## [WORK TO COMPLETE]
Using the records that appear below, write out exactly the lines from the one with "in the scan." through the one with "file.category_index = category_index;", keeping both end lines.

+++ EXERCISE INPUT +++

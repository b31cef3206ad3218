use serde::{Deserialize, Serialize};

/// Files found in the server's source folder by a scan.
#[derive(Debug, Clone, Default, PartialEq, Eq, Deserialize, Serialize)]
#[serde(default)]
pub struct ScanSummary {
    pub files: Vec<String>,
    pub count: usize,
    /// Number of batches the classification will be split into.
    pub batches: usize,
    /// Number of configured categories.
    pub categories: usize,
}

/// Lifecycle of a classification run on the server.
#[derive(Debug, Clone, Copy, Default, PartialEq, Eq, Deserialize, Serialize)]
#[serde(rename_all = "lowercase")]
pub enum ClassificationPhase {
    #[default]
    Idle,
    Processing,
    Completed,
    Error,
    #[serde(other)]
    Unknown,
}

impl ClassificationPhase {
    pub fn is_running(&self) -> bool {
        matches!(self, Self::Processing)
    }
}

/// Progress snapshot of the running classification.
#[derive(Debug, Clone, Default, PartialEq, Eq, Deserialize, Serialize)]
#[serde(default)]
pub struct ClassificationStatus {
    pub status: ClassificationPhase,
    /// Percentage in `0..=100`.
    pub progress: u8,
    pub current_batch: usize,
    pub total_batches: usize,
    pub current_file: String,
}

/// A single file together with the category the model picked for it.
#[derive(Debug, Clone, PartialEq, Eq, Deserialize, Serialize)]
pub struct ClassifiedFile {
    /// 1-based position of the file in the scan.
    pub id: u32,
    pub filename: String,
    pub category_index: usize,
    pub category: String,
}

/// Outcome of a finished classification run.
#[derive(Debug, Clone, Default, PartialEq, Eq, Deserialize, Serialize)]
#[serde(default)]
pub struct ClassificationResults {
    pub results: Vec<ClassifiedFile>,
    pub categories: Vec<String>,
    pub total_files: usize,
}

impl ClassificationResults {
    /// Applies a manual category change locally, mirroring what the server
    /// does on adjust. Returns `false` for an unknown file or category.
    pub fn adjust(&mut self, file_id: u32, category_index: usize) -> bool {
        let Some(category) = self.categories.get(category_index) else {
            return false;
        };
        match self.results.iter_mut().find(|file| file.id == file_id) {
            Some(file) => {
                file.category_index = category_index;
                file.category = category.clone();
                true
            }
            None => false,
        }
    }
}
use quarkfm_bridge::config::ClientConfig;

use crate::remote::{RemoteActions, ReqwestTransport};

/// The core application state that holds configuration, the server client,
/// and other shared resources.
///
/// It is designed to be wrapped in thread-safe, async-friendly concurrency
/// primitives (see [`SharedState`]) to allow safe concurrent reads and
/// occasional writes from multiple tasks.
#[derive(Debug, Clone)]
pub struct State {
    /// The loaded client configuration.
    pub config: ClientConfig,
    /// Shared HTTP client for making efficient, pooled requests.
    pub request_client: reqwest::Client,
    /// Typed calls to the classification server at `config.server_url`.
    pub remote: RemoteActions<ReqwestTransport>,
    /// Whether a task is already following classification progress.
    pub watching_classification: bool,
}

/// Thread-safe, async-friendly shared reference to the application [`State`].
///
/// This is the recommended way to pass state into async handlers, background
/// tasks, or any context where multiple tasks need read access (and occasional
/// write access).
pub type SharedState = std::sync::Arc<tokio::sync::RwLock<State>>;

+++

## [EXERCISE RESPONSE]
    /// 1-based position of the file in the scan.
    pub id: u32,
    pub filename: String,
    pub category_index: usize,
    pub category: String,
}

/// Outcome of a finished classification run.
#[derive(Debug, Clone, Default, PartialEq, Eq, Deserialize, Serialize)]
#[serde(default)]
pub struct ClassificationResults {
    pub results: Vec<ClassifiedFile>,
    pub categories: Vec<String>,
    pub total_files: usize,
}

impl ClassificationResults {
    /// Applies a manual category change locally, mirroring what the server
    /// does on adjust. Returns `false` for an unknown file or category.
    pub fn adjust(&mut self, file_id: u32, category_index: usize) -> bool {
        let Some(category) = self.categories.get(category_index) else {
            return false;
        };
        match self.results.iter_mut().find(|file| file.id == file_id) {
            Some(file) => {
                file.category_index = category_index;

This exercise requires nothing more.